Vor Ort erhielten sie einen tiefgehenden Einblick in die grausame Realität der nationalsozialistischen Vernichtungspolitik und den Alltag der Häftlinge. Beim Rundgang durch das Arbeitslager besichtigten die Jugendlichen eine erhaltene Ausstellungsbaracke, den Galgen auf dem Appellplatz, den steilen Weg zum Steinbruch sowie das Krematorium und das Lagergefängnis. Im „Europäischen Zentrum des deportierten Widerstandskämpfers“ setzten sie sich anhand von Aufgaben mit dem Aufstieg des Nationalsozialismus und dem bedrückenden „Kartoffelkeller“ auseinander.
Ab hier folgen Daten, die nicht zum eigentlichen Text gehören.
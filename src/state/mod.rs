//! Live relay state: users, their connections and channel membership.
//!
//! - [`ChannelTable`]: channel name to local subscribers
//! - [`User`]: one user's connections and subscriptions behind its own lock
//! - [`UserRegistry`]: creation, lookup and atomic removal of users

mod channel_table;
mod dashmap_ext;
mod registry;
mod user;

pub use channel_table::ChannelTable;
pub use registry::UserRegistry;
pub use user::{Connection, ConnectionId, User, UserConsumers, UserState};
//! Synchronization engine.
//!
//! Classified events are admitted first, which stores their pending flag.
//! Destroys then go straight to the execution queue; every other event
//! enters a single enrichment queue and is processed one at a time in
//! arrival order. Enrichment emits execution tasks onto the execution
//! queue, whose tasks run concurrently up to `max_in_flight`, with at
//! most one task per source at a time. A task for a busy source is deferred
//! through the retry scheduler.

use std::collections::HashSet;
use std::error::Error;
use std::sync::{Arc, Mutex, PoisonError};

use async_trait::async_trait;
use koku_sources_client::{AvailabilityStatus, ProviderApi, SourcesApi};
use koku_sources_db::SourceStore;
use koku_sources_events::{ClassifiedEvent, EventHandler};
use tokio::sync::mpsc::{self, UnboundedReceiver, UnboundedSender};
use tokio::sync::{OwnedSemaphorePermit, Semaphore};
use tokio::time::{interval_at, Instant};
use tokio_util::sync::CancellationToken;
use tracing::{debug, error, info, instrument, warn};

use crate::config::SyncConfig;
use crate::enrichment::{Admission, Enricher};
use crate::error::{SyncError, SyncResult};
use crate::execution::{ExecutionOutcome, Executor};
use crate::loader::PendingLoader;
use crate::operation::{Operation, SyncTask};
use crate::retry::RetryScheduler;

struct EngineInner {
    store: Arc<dyn SourceStore>,
    sources: Arc<dyn SourcesApi>,
    config: SyncConfig,
    enricher: Enricher,
    executor: Executor,
    loader: PendingLoader,
    retry: RetryScheduler,
    enrichment_tx: UnboundedSender<ClassifiedEvent>,
    execution_tx: UnboundedSender<SyncTask>,
    permits: Arc<Semaphore>,
    in_flight: Mutex<HashSet<i64>>,
    shutdown: CancellationToken,
}

/// Handle for feeding work into the engine.
///
/// Cheap to clone. The queues live until [`EngineWorkers::run`] returns.
#[derive(Clone)]
pub struct SyncEngine {
    inner: Arc<EngineInner>,
}

/// Background loops draining the engine's queues.
pub struct EngineWorkers {
    engine: SyncEngine,
    enrichment_rx: UnboundedReceiver<ClassifiedEvent>,
    execution_rx: UnboundedReceiver<SyncTask>,
}

impl SyncEngine {
    /// Build an engine and the workers that drive it.
    pub fn new(
        store: Arc<dyn SourceStore>,
        sources: Arc<dyn SourcesApi>,
        providers: Arc<dyn ProviderApi>,
        config: SyncConfig,
        shutdown: CancellationToken,
    ) -> (Self, EngineWorkers) {
        let (enrichment_tx, enrichment_rx) = mpsc::unbounded_channel();
        let (execution_tx, execution_rx) = mpsc::unbounded_channel();

        let inner = EngineInner {
            enricher: Enricher::new(
                store.clone(),
                sources.clone(),
                config.fake_auth_header.clone(),
            ),
            executor: Executor::new(store.clone(), providers, config.fake_auth_header.clone()),
            loader: PendingLoader::new(store.clone()),
            retry: RetryScheduler::new(config.retry_delay, execution_tx.clone(), shutdown.clone()),
            permits: Arc::new(Semaphore::new(config.max_in_flight)),
            in_flight: Mutex::new(HashSet::new()),
            store,
            sources,
            config,
            enrichment_tx,
            execution_tx,
            shutdown,
        };

        let engine = Self {
            inner: Arc::new(inner),
        };
        let workers = EngineWorkers {
            engine: engine.clone(),
            enrichment_rx,
            execution_rx,
        };
        (engine, workers)
    }

    /// Admit a classified event from the broker.
    ///
    /// The pending flag the event implies is stored before this returns,
    /// so committing the event's offset afterwards loses nothing: work
    /// still queued at shutdown is found again by the loader.
    pub async fn accept(&self, event: ClassifiedEvent) -> SyncResult<()> {
        if self.inner.shutdown.is_cancelled() {
            return Err(SyncError::ShutDown);
        }

        match self.inner.enricher.admit(&event).await? {
            Admission::Enrich => self.submit(event),
            Admission::Execute(task) => self.enqueue(task),
            Admission::Ignore => Ok(()),
        }
    }

    /// Queue an event for enrichment without admitting it first.
    pub fn submit(&self, event: ClassifiedEvent) -> SyncResult<()> {
        if self.inner.shutdown.is_cancelled() {
            return Err(SyncError::ShutDown);
        }
        self.inner
            .enrichment_tx
            .send(event)
            .map_err(|_| SyncError::ShutDown)
    }

    /// Queue an execution task.
    pub fn enqueue(&self, task: SyncTask) -> SyncResult<()> {
        if self.inner.shutdown.is_cancelled() {
            return Err(SyncError::ShutDown);
        }
        self.inner
            .execution_tx
            .send(task)
            .map_err(|_| SyncError::ShutDown)
    }

    /// Queue one task per pending record, destroys first.
    ///
    /// Returns the number of tasks queued.
    pub async fn load_pending(&self) -> SyncResult<usize> {
        let tasks = self.inner.loader.load().await?;
        let count = tasks.len();
        for task in tasks {
            self.enqueue(task)?;
        }
        Ok(count)
    }

    /// Re-drive flagged records.
    ///
    /// Records still missing context go back through enrichment; the rest
    /// are queued for execution.
    #[instrument(skip(self))]
    pub async fn reconcile(&self) -> SyncResult<()> {
        let plan = self.inner.loader.sweep().await?;
        for event in plan.enrich {
            self.submit(event)?;
        }
        for task in plan.tasks {
            self.enqueue(task)?;
        }
        Ok(())
    }

    /// The record store the engine writes to.
    pub fn store(&self) -> &Arc<dyn SourceStore> {
        &self.inner.store
    }

    /// Token that stops the engine when cancelled.
    pub fn shutdown_token(&self) -> &CancellationToken {
        &self.inner.shutdown
    }

    /// Mark `source_id` busy. Returns false if it already was.
    fn claim(&self, source_id: i64) -> bool {
        self.in_flight().insert(source_id)
    }

    fn release(&self, source_id: i64) {
        self.in_flight().remove(&source_id);
    }

    fn in_flight(&self) -> std::sync::MutexGuard<'_, HashSet<i64>> {
        self.inner
            .in_flight
            .lock()
            .unwrap_or_else(PoisonError::into_inner)
    }

    async fn acquire_permit(&self) -> Option<OwnedSemaphorePermit> {
        tokio::select! {
            () = self.inner.shutdown.cancelled() => None,
            permit = self.inner.permits.clone().acquire_owned() => permit.ok(),
        }
    }

    async fn enrich(&self, event: ClassifiedEvent) {
        let offset = event.offset;
        let result = tokio::select! {
            () = self.inner.shutdown.cancelled() => return,
            result = self.inner.enricher.process(&event) => result,
        };

        match result {
            Ok(tasks) => {
                for task in tasks {
                    if self.enqueue(task).is_err() {
                        debug!(source_id = task.source_id, "Execution queue closed");
                    }
                }
            }
            Err(e) => {
                warn!(
                    offset,
                    event_type = %event.event_type,
                    error = %e,
                    "Enrichment failed, event dropped"
                );
            }
        }
    }

    async fn execute(&self, task: SyncTask) {
        let result = self.inner.executor.execute(task).await;
        self.release(task.source_id);

        match result {
            Ok(ExecutionOutcome::Completed) => {
                if task.operation != Operation::Destroy {
                    self.report_status(task.source_id, AvailabilityStatus::Available)
                        .await;
                }
            }
            Ok(ExecutionOutcome::Skipped(reason)) => {
                debug!(source_id = task.source_id, operation = %task.operation, ?reason, "Task skipped");
            }
            Err(e) if e.is_recoverable() => {
                warn!(
                    source_id = task.source_id,
                    operation = %task.operation,
                    error = %e,
                    retry_in_secs = self.inner.retry.delay().as_secs_f64(),
                    "Operation failed, retrying"
                );
                self.inner.retry.schedule(task);
            }
            Err(e) => {
                error!(
                    source_id = task.source_id,
                    operation = %task.operation,
                    error = %e,
                    "Operation failed permanently"
                );
                if task.operation != Operation::Destroy {
                    self.report_status(task.source_id, AvailabilityStatus::Unavailable(e.to_string()))
                        .await;
                }
            }
        }
    }

    /// Push availability to the source registry. Failures are logged only.
    async fn report_status(&self, source_id: i64, status: AvailabilityStatus) {
        let auth_header = match self.inner.store.get(source_id).await {
            Ok(Some(record)) => record.auth_header,
            Ok(None) => None,
            Err(e) => {
                debug!(source_id, error = %e, "Could not read record for status report");
                None
            }
        };
        let auth_header = auth_header.unwrap_or_else(|| self.inner.config.fake_auth_header.clone());

        if let Err(e) = self
            .inner
            .sources
            .set_availability_status(source_id, &status, &auth_header)
            .await
        {
            warn!(source_id, error = %e, "Failed to report availability status");
        }
    }
}

#[async_trait]
impl EventHandler for SyncEngine {
    async fn handle(&self, event: ClassifiedEvent) -> Result<(), Box<dyn Error + Send + Sync>> {
        self.accept(event).await.map_err(Into::into)
    }
}

impl EngineWorkers {
    /// Run until the shutdown token is cancelled.
    ///
    /// Queued work is discarded on shutdown; tasks already running are
    /// awaited.
    #[instrument(skip(self))]
    pub async fn run(self) {
        let Self {
            engine,
            enrichment_rx,
            execution_rx,
        } = self;

        info!(
            max_in_flight = engine.inner.config.max_in_flight,
            retry_delay_secs = engine.inner.config.retry_delay.as_secs_f64(),
            "Starting synchronization engine"
        );

        tokio::join!(
            enrichment_loop(&engine, enrichment_rx),
            execution_loop(&engine, execution_rx),
            reconcile_loop(&engine),
        );

        info!("Waiting for in-flight operations to complete...");
        let max = u32::try_from(engine.inner.config.max_in_flight).unwrap_or(u32::MAX);
        let _ = engine.inner.permits.acquire_many(max).await;
        info!("Synchronization engine stopped");
    }
}

async fn enrichment_loop(engine: &SyncEngine, mut rx: UnboundedReceiver<ClassifiedEvent>) {
    loop {
        let event = tokio::select! {
            () = engine.inner.shutdown.cancelled() => break,
            event = rx.recv() => match event {
                Some(event) => event,
                None => break,
            },
        };

        let Some(_permit) = engine.acquire_permit().await else {
            break;
        };
        engine.enrich(event).await;
    }
    debug!("Enrichment loop stopped");
}

async fn execution_loop(engine: &SyncEngine, mut rx: UnboundedReceiver<SyncTask>) {
    loop {
        let task = tokio::select! {
            () = engine.inner.shutdown.cancelled() => break,
            task = rx.recv() => match task {
                Some(task) => task,
                None => break,
            },
        };

        if !engine.claim(task.source_id) {
            debug!(source_id = task.source_id, operation = %task.operation, "Source busy, task deferred");
            engine.inner.retry.schedule(task);
            continue;
        }

        let Some(permit) = engine.acquire_permit().await else {
            engine.release(task.source_id);
            break;
        };

        let engine = engine.clone();
        tokio::spawn(async move {
            let _permit = permit;
            engine.execute(task).await;
        });
    }
    debug!("Execution loop stopped");
}

async fn reconcile_loop(engine: &SyncEngine) {
    let Some(period) = engine.inner.config.reconcile_interval else {
        return;
    };
    let mut ticker = interval_at(Instant::now() + period, period);

    loop {
        tokio::select! {
            () = engine.inner.shutdown.cancelled() => break,
            _ = ticker.tick() => {
                if let Err(e) = engine.reconcile().await {
                    error!(error = %e, "Reconciliation sweep failed");
                }
            }
        }
    }
}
Zum Abschluss besuchten alle gemeinsam das flammenförmige Denkmal für die Opfer der Deportation, bevor der Rückweg am ehemaligen Steinbruch, der Kommandanten-Villa und der früheren Gaskammer vorbei zum Bus führte.

Die Rückfahrt im gekühlten Bus bot Raum für eine stille Reflexion über diesen anstrengenden Tag, der allen Beteiligten die Bedeutung von Erinnerung und historischer Verantwortung eindringlich vor Augen führte.